A Republican majority in either House could complicate the passage of legislation designed to help the US achieve targets laid out under the Paris agreement-and any effort to introduce a carbon tax could prove toxic for politicians of either party, if businesses in their own states threaten to revolt over it, Cornell said.

A more likely approach will be that states will be asked to come up with their own solutions to meeting emissions and other environmental targets imposed on them. However, that could lead to a patchwork of differing regulations across the US states, which could persuade some businesses to look more favourably at the carbon tax option, if it leads to a less complicated environmental framework for them to operate in, Cornell noted.

Enforcing a carbon tax in the US would be easier if an agreement can be reached to implement one on an international level, Richard Morningstar, chairman of the Council's Global Energy Center said.


Another factor influencing the next president's ability to act quickly on climate change will be the composition of the US Supreme Court, to which legal disputes over environmental regulations can eventually end up.

In February, the Supreme Court voted 5-4 along ideological lines to grant a request by 27 states and a group of companies and business groups to block the Clean Power Plan, issuing a "stay", which effectively put it on hold.

The plan was designed to lower carbon emissions from US power plants by 2030 to 32% below 2005 levels. It is now tied up in appeal court hearing in the District of Columbia, which could see it return to the Supreme Court later. However, the appeals court decision is likely to prove crucial, as the death of a conservative judge has reduced the Supreme Court to eight members for now-and that is most likely to produce a 4-4 vote on the plan, which would leave the appeals court verdict to stand for the time being.

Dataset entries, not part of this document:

//! Capability domains. Each owns its native state and registers its
//! operations with a `register` function returning its namespace subtree.

pub mod browse;
pub mod library;
pub mod playback;
pub mod playlist;
pub mod settings;
pub mod sound;
pub mod system;

use std::io::Write;
use std::path::{Path, PathBuf};

use crate::error::OpError;

/// Replace `path` with `contents` through a temp file in the same directory.
pub(crate) async fn write_atomic(path: &Path, contents: Vec<u8>) -> Result<(), OpError> {
    let path: PathBuf = path.to_path_buf();
    let target = path.clone();
    tokio::task::spawn_blocking(move || -> std::io::Result<()> {
        let dir = target.parent().unwrap_or_else(|| Path::new("."));
        std::fs::create_dir_all(dir)?;
        let mut tmp = tempfile::NamedTempFile::new_in(dir)?;
        tmp.write_all(&contents)?;
        tmp.as_file().sync_all()?;
        tmp.persist(&target).map_err(|e| e.error)?;
        Ok(())
    })
    .await
    .map_err(|e| OpError::Internal(format!("write task aborted: {e}")))?
    .map_err(|e| {
        tracing::error!(path = %path.display(), "failed to write file: {e}");
        OpError::Storage(format!("could not write {}", file_name(&path)))
    })
}

fn file_name(path: &Path) -> String {
    path.file_name()
        .map(|n| n.to_string_lossy().into_owned())
        .unwrap_or_default()
}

Perhaps more importantly to the success of future measures to introduce tougher climate change measures may be the changing mood of the US people who, recent research suggests, may be favouring renewable energy and emissions reduction regulations more than they used to, said David Koranyi, director of the Atlantic Council's Eurasian Energy Futures Initiative. Indeed, the extent to which many US states already obtain significant amount of power from renewable energy, suggests that a pro-green agenda Hillary Clinton may yet prove to be knocking at an open door.